• [WORKING DATA]:
* * * * * * * * *

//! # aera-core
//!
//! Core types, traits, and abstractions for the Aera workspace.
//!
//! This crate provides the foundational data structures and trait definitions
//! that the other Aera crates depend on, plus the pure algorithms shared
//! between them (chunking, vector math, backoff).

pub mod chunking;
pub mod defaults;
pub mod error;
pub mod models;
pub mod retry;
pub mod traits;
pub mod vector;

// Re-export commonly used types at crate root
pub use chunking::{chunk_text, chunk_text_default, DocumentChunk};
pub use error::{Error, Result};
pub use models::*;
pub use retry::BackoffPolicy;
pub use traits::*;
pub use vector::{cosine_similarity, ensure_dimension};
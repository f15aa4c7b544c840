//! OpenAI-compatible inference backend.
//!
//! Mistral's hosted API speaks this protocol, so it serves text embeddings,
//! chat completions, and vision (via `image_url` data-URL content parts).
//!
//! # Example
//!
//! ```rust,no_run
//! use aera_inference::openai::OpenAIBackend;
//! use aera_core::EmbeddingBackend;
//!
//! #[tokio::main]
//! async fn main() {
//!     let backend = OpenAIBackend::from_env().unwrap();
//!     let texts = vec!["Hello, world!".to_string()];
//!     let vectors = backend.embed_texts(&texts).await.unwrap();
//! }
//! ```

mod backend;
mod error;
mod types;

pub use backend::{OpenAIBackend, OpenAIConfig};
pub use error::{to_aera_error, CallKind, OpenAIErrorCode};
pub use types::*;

* * * * * * * * *

• [GOAL OF THE EXERCISE]:
Would you copy every line of the material exactly?

• [EXERCISE ANSWER]:
//! # aera-core
//!
//! Core types, traits, and abstractions for the Aera workspace.
//!
//! This crate provides the foundational data structures and trait definitions
//! that the other Aera crates depend on, plus the pure algorithms shared
//! between them (chunking, vector math, backoff).

pub mod chunking;
pub mod defaults;
pub mod error;
pub mod models;
pub mod retry;
pub mod traits;
pub mod vector;

// Re-export commonly used types at crate root
pub use chunking::{chunk_text, chunk_text_default, DocumentChunk};
pub use error::{Error, Result};
pub use models::*;
pub use retry::BackoffPolicy;
pub use traits::*;
pub use vector::{cosine_similarity, ensure_dimension};
repository f15aa4c7b544c840
//! OpenAI-compatible inference backend.
//!
//! Mistral's hosted API speaks this protocol, so it serves text embeddings,
//! chat completions, and vision (via `image_url` data-URL content parts).
//!
//! # Example
//!
//! ```rust,no_run
//! use aera_inference::openai::OpenAIBackend;
//! use aera_core::EmbeddingBackend;
//!
//! #[tokio::main]
//! async fn main() {
//!     let backend = OpenAIBackend::from_env().unwrap();
//!     let texts = vec!["Hello, world!".to_string()];
//!     let vectors = backend.embed_texts(&texts).await.unwrap();
//! }
//! ```

mod backend;
mod error;
mod types;

pub use backend::{OpenAIBackend, OpenAIConfig};
pub use error::{to_aera_error, CallKind, OpenAIErrorCode};
pub use types::*;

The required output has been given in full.